New Hampshire artist Patricia Lewis Verani's designs were chosen. The obverse motif, as it finally appeared on the coins, displays a quill pen laid across a sheaf of parchments and reads "We the People." The reverse shows a group of men in colonial dress, the foremost one with a roll of papers, reminiscent of paintings of the Founding Fathers. Mrs. Lewis drew on a background of varied sculpture ranging from the monumental to the miniature in the creation of her design.
Production and Sales
The Philadelphia Mint struck Uncirculated 1987-P silver dollars, whereas the San Francisco Mint produced Proof 1987-S $1 pieces. Distribution was through national retail chains, over 1,700 banks, and numerous other locations for a total of 15,000 outlets. Direct marketing efforts were handled by the firm of Kobs & Draft Advertising, Inc. Several package options were offered:
(1) Single Proof 1987-S dollars, advance discount price $24, later raised to $28. 1,778,606 were distributed this way. (2) Single Uncirculated 1987-P dollars offered at $22.50, later raised to $26. Through this option 282,683 were sold.
(3) Prestige Proof sets consisting of a regular Proof set from the Lincoln cent to the Kennedy half dollar, plus one Proof commemorative 1987-S dollar, were offered for $41, later raised to $45. 435,495 sets were sold.
(4) Two-coin Proof sets consisted of a Proof 1987-S dollar and a Proof 1987-W $5, and were first offered at $217, later increased to $250. By this option 443,757 sets were marketed. (5) Two-coin Uncirculated sets comprised an Uncirculated 1987-P dollar and a 1987-W $5. These were first offered at $217, later raised to $240. Sets sold amounted to 79,688.
(6) Four-coin sets included a 1987-P Uncirculated dollar, a 1987-S Proof dollar, and Uncirculated and Proof examples of the 1987-W $5. These were first offered at $465; the price was later raised to $525. 89,258 sets were sold.
Total distribution quantities of 1987 Constitution Bicentennial dollars amounted to 451,629 1987-P Uncirculated coins and 2,747,116 1987-S Proofs.
Collecting Constitution Dollars
Today, specimens of Uncirculated and Proof 1987 Constitution Bicentennial silver dollars are readily available in condition as issued, gem Uncirculated or gem Proof.
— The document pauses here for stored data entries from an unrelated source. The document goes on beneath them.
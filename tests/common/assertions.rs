// SPDX-License-Identifier: Apache-2.0
// Copyright 2025 itsakeyfut
//
// Licensed under the Apache License, Version 2.0 (the "License");
// you may not use this file except in compliance with the License.
// You may obtain a copy of the License at
//
//     http://www.apache.org/licenses/LICENSE-2.0
//
// Unless required by applicable law or agreed to in writing, software
// distributed under the License is distributed on an "AS IS" BASIS,
// WITHOUT WARRANTIES OR CONDITIONS OF ANY KIND, either express or implied.
// See the License for the specific language governing permissions and
// limitations under the License.

//! Custom assertions for save state testing

use coresync::core::snapshot::StateHash;

/// Assert two state hashes are equal, naming the checkpoint on failure
#[allow(dead_code)]
pub fn assert_same_state(expected: &StateHash, actual: &StateHash, checkpoint: &str) {
    assert_eq!(
        expected, actual,
        "State mismatch at {}: expected {}, got {}",
        checkpoint, expected, actual
    );
}

/// Assert frames arrived with consecutive sequence numbers starting at 1
#[allow(dead_code)]
pub fn assert_in_order(seqs: &[u64]) {
    for (i, &seq) in seqs.iter().enumerate() {
        assert_eq!(
            seq,
            i as u64 + 1,
            "Frame {} out of order: got sequence {}",
            i,
            seq
        );
    }
}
Commemorating: 200th anniversary of the U.S.Constitution.
Obverse motif: Parchment leaves and pen.
Reverse motif: Group of American citizens.
Authorization date: October 29, 1986. Dates on coins: 1987 (also 1787).
Dates when coins were actually minted: 1987 and 1988.
Mints used: Philadelphia and San Francisco. Maximum quantity authorized: 10,000,000.
Total quantity minted: Information not released by the Mint.
Quantity melted: Information not released by the Mint.
Net number distributed: 451,629 1987-P Uncirculated coins and 2,747,116 1987-S Proofs.
Issued by: U.S. Mint sales department (Customer Service Center, United States Mint, 10001 Aero-space Road, Lanham, MD 20706) and other addresses.
Standard original packaging: Packaged in a velvet-lined blue box: (or mahogany box as part of a four-coin set).
Official sale prices: Uncirculated 1987-P coins $22.50 in advance, later $26; Proof 1987-S coins $24 in advance, later $28. Also sold as part of other options.
Designer of obverse and reverse: Patricia Lewis Verani.
Interesting fact: Ms. Verani went to the Philadelphia Mint to create models from her designs. Chief Engraver Elizabeth Jones set up a working space for Verani in her office.